Work order. Copy out the lines of the material that include the string "OriginSource".

[Start of section]

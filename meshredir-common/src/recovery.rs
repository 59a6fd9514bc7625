use crate::origin::OriginInfo;
use crate::pair::{MarkTuple, Pair};
use crate::table::TableRead;

/// Identities available at the point of the lookup. Absent ones skip their
/// tier; mark 0 means "unmarked".
#[derive(Clone, Copy, Debug, Default, PartialEq, Eq)]
pub struct OriginQuery {
    pub cookie: Option<u64>,
    pub pair: Option<Pair>,
    pub mark: Option<u32>,
}

/// Which tier answered.
#[derive(Clone, Copy, Debug, PartialEq, Eq)]
pub enum OriginSource {
    Cookie,
    Tuple,
    Mark,
}

#[derive(Clone, Copy, Debug, PartialEq, Eq)]
pub struct Recovered {
    pub origin: OriginInfo,
    pub source: OriginSource,
}

/// Origin Recovery: cookie, then 4-tuple, then mark; first hit wins.
///
/// Delivery is best-effort. Any tier may have lost its entry to LRU eviction
/// between the write and this read, and a 4-tuple or mark may have been
/// reused by an unrelated connection. A mark whose recorded source differs
/// from the queried pair is treated as a miss. `None` means "not
/// mesh-managed".
pub struct Recovery<'a, O, N, M> {
    pub origins: &'a O,
    pub nat: &'a N,
    pub marks: &'a M,
}

impl<'a, O, N, M> Recovery<'a, O, N, M>
where
    O: TableRead<u64, OriginInfo>,
    N: TableRead<Pair, OriginInfo>,
    M: TableRead<u32, MarkTuple>,
{
    #[inline(always)]
    pub fn recover(&self, query: &OriginQuery) -> Option<Recovered> {
        if let Some(cookie) = query.cookie {
            if let Some(origin) = self.origins.get(&cookie) {
                return Some(Recovered {
                    origin,
                    source: OriginSource::Cookie,
                });
            }
        }
        if let Some(pair) = query.pair {
            if let Some(origin) = self.nat.get(&pair) {
                return Some(Recovered {
                    origin,
                    source: OriginSource::Tuple,
                });
            }
        }
        match query.mark {
            Some(mark) if mark != 0 => {
                let tuple = self.marks.get(&mark)?;
                // Marks collide across connections; the recorded source must
                // be the peer being asked about.
                if let Some(pair) = query.pair {
                    let recorded = tuple.pair();
                    if recorded.sip != pair.sip || recorded.sport != pair.sport {
                        return None;
                    }
                }
                Some(Recovered {
                    origin: OriginInfo::traffic_control(tuple.daddr, tuple.dport as u16),
                    source: OriginSource::Mark,
                })
            }
            _ => None,
        }
    }
}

[End of section]

Answer for this exercise.
pub enum OriginSource {
    pub source: OriginSource,
                    source: OriginSource::Cookie,
                    source: OriginSource::Tuple,
                    source: OriginSource::Mark,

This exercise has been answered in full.